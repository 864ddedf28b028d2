use crate::browser::{BrowserSession, SessionFactory};
use crate::extract::parse_price;
use crate::retry::{Attempt, retry_once};
use async_trait::async_trait;
use tokio::time::{Instant, sleep};
use tracing::{debug, info, warn};
use url::Url;
use vyapyaar_common::ScrapeOutcome;
use vyapyaar_config::{ConfigError, ScraperConfig, SettleStrategy};
use vyapyaar_drivers::DriverError;
use vyapyaar_drivers::vyapyaar_browser::page::ENTER_KEY;

/// Anything that can turn a product name into a [`ScrapeOutcome`].
///
/// Implementations never fail: every error is folded into the outcome.
#[async_trait]
pub trait PriceSource: Send + Sync {
    async fn scrape(&self, product_name: &str) -> ScrapeOutcome;
}

#[derive(thiserror::Error, Debug)]
pub enum ExtractError {
    #[error(transparent)]
    Driver(#[from] DriverError),

    #[error("could not build search URL: {0}")]
    SearchUrl(#[from] ConfigError),
}

/// Searches the configured storefront and summarises the prices it shows.
pub struct PriceExtractor<F> {
    factory: F,
    config: ScraperConfig,
    site_url: Url,
}

impl<F: SessionFactory> PriceExtractor<F> {
    pub fn new(factory: F, config: ScraperConfig) -> Result<Self, ConfigError> {
        let site_url = config.site_url()?;
        Ok(Self {
            factory,
            config,
            site_url,
        })
    }

    /// Run one lookup end to end in a fresh browser session.
    ///
    /// The session is closed exactly once whatever happens; close failures
    /// are logged and dropped.
    pub async fn extract(&self, product_name: &str) -> ScrapeOutcome {
        let session = match self.factory.new_session().await {
            Ok(session) => session,
            Err(err) => {
                warn!(target: "scrape", error = %err, "could not open browser session");
                return ScrapeOutcome::failed(err.to_string());
            }
        };

        let result = self.collect_prices(&session, product_name).await;
        if let Err(err) = &result {
            warn!(target: "scrape", product = %product_name, error = %err, "price extraction failed");
            self.capture_failure(&session).await;
        }

        if let Err(err) = session.close().await {
            debug!(target: "scrape", error = %err, "ignoring browser close failure");
        }

        match result {
            Ok(prices) => {
                let outcome = ScrapeOutcome::from_prices(&prices);
                match outcome.summary() {
                    Some(summary) => info!(
                        target: "scrape",
                        product = %product_name,
                        count = summary.count,
                        min = summary.min,
                        max = summary.max,
                        avg = summary.avg,
                        "prices summarised"
                    ),
                    None => info!(target: "scrape", product = %product_name, "no prices found"),
                }
                outcome
            }
            Err(err) => ScrapeOutcome::failed(err.to_string()),
        }
    }

    async fn collect_prices(
        &self,
        session: &F::Session,
        product_name: &str,
    ) -> Result<Vec<u64>, ExtractError> {
        session.navigate(self.site_url.as_str()).await?;
        let before_search = self.submit_search(session, product_name).await?;
        self.settle(session, before_search).await?;

        let selector = self.config.price_selector.as_str();
        let elements = session.find_all(selector).await?;
        debug!(target: "scrape", candidates = elements.len(), %selector, "reading price elements");

        let mut prices = Vec::new();
        for (index, element) in elements.iter().enumerate() {
            let text = read_text(session, selector, index, element).await?;
            if let Some(price) = parse_price(&text, &self.config.currency_marker) {
                prices.push(price);
            }
        }
        Ok(prices)
    }

    /// Type the product name and press Enter.
    ///
    /// Returns a marker of the page as it was right before Enter when the
    /// settle strategy needs to tell search results from the landing page.
    async fn submit_search(
        &self,
        session: &F::Session,
        product_name: &str,
    ) -> Result<Option<PageMarker<<F::Session as BrowserSession>::Element>>, ExtractError> {
        let selector = &self.config.search_input_selector;
        match session.wait_for(selector, self.config.input_timeout()).await {
            Ok(input) => {
                session.send_keys(&input, product_name).await?;
                let before = match self.config.settle.strategy {
                    SettleStrategy::UntilPriceVisible => Some(self.mark_page(session).await?),
                    SettleStrategy::Fixed => None,
                };
                session.send_keys(&input, ENTER_KEY).await?;
                Ok(before)
            }
            Err(DriverError::Timeout { .. }) if self.config.search_url_fallback => {
                let url = self.config.search_url(product_name)?;
                info!(target: "scrape", %url, "search input never appeared; opening search URL");
                session.navigate(url.as_str()).await?;
                Ok(None)
            }
            Err(err) => Err(err.into()),
        }
    }

    async fn mark_page(
        &self,
        session: &F::Session,
    ) -> Result<PageMarker<<F::Session as BrowserSession>::Element>, DriverError> {
        let url = session.current_url().await?;
        let first_price = session
            .find_all(&self.config.price_selector)
            .await?
            .into_iter()
            .next();
        Ok(PageMarker { url, first_price })
    }

    /// Wait for search results. `before_search` of `None` means the page
    /// shown now is already the results page.
    async fn settle(
        &self,
        session: &F::Session,
        before_search: Option<PageMarker<<F::Session as BrowserSession>::Element>>,
    ) -> Result<(), DriverError> {
        let settle = &self.config.settle;
        match settle.strategy {
            SettleStrategy::Fixed => {
                sleep(settle.max()).await;
                Ok(())
            }
            SettleStrategy::UntilPriceVisible => {
                let deadline = Instant::now().checked_add(settle.max());
                let mut searched = before_search.is_none();
                loop {
                    if !searched {
                        if let Some(before) = &before_search {
                            searched = search_applied(session, before).await?;
                        }
                        if searched {
                            debug!(target: "scrape", "search replaced the landing page");
                        }
                    }
                    if searched && self.price_visible(session).await? {
                        return Ok(());
                    }
                    let now = Instant::now();
                    let wait = match deadline {
                        Some(deadline) if now >= deadline => {
                            debug!(
                                target: "scrape",
                                searched,
                                "settle bound reached without a visible result price"
                            );
                            return Ok(());
                        }
                        Some(deadline) => settle.poll().min(deadline - now),
                        None => settle.poll(),
                    };
                    sleep(wait).await;
                }
            }
        }
    }

    /// Whether any price element currently reads as a price. Stale reads count as "not yet".
    async fn price_visible(&self, session: &F::Session) -> Result<bool, DriverError> {
        for element in session.find_all(&self.config.price_selector).await? {
            match session.text(&element).await {
                Ok(text) if parse_price(&text, &self.config.currency_marker).is_some() => {
                    return Ok(true);
                }
                Ok(_) => {}
                Err(err) if err.is_stale() => {}
                Err(err) => return Err(err),
            }
        }
        Ok(false)
    }

    async fn capture_failure(&self, session: &F::Session) {
        let Some(dir) = &self.config.failure_capture_dir else {
            return;
        };
        let capture = match session.capture().await {
            Ok(capture) => capture,
            Err(err) => {
                warn!(target: "scrape", error = %err, "could not capture failed page");
                return;
            }
        };
        match capture.write_to(dir).await {
            Ok(path) => info!(target: "scrape", path = %path.display(), "saved failed page"),
            Err(err) => warn!(target: "scrape", error = %err, "could not write page capture"),
        }
    }
}

/// The page as it stood just before the search was submitted.
struct PageMarker<E> {
    url: String,
    first_price: Option<E>,
}

/// Whether the page has moved on from `before`: the URL changed, or the
/// first price element seen before the search is no longer attached.
async fn search_applied<S: BrowserSession>(
    session: &S,
    before: &PageMarker<S::Element>,
) -> Result<bool, DriverError> {
    if session.current_url().await? != before.url {
        return Ok(true);
    }
    let Some(element) = &before.first_price else {
        return Ok(true);
    };
    match session.text(element).await {
        Ok(_) => Ok(false),
        Err(err) if err.is_stale() => Ok(true),
        Err(err) => Err(err),
    }
}

/// Read an element's text, re-locating it by position once if it went stale.
async fn read_text<S: BrowserSession>(
    session: &S,
    selector: &str,
    index: usize,
    element: &S::Element,
) -> Result<String, DriverError> {
    retry_once(
        |attempt| async move {
            match attempt {
                Attempt::First => session.text(element).await,
                Attempt::Retry => {
                    debug!(target: "scrape", index, "stale price element; re-locating");
                    let fresh = session
                        .find_all(selector)
                        .await?
                        .into_iter()
                        .nth(index)
                        .ok_or_else(|| DriverError::ElementGone {
                            selector: selector.to_string(),
                            index,
                        })?;
                    session.text(&fresh).await
                }
            }
        },
        DriverError::is_stale,
    )
    .await
}

#[async_trait]
impl<F: SessionFactory> PriceSource for PriceExtractor<F> {
    async fn scrape(&self, product_name: &str) -> ScrapeOutcome {
        self.extract(product_name).await
    }
}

------------------------

* _Problem details_
Each line in the entries above that includes the string "SettleStrategy" adds to the count; state that count only.

* _Answer box_
5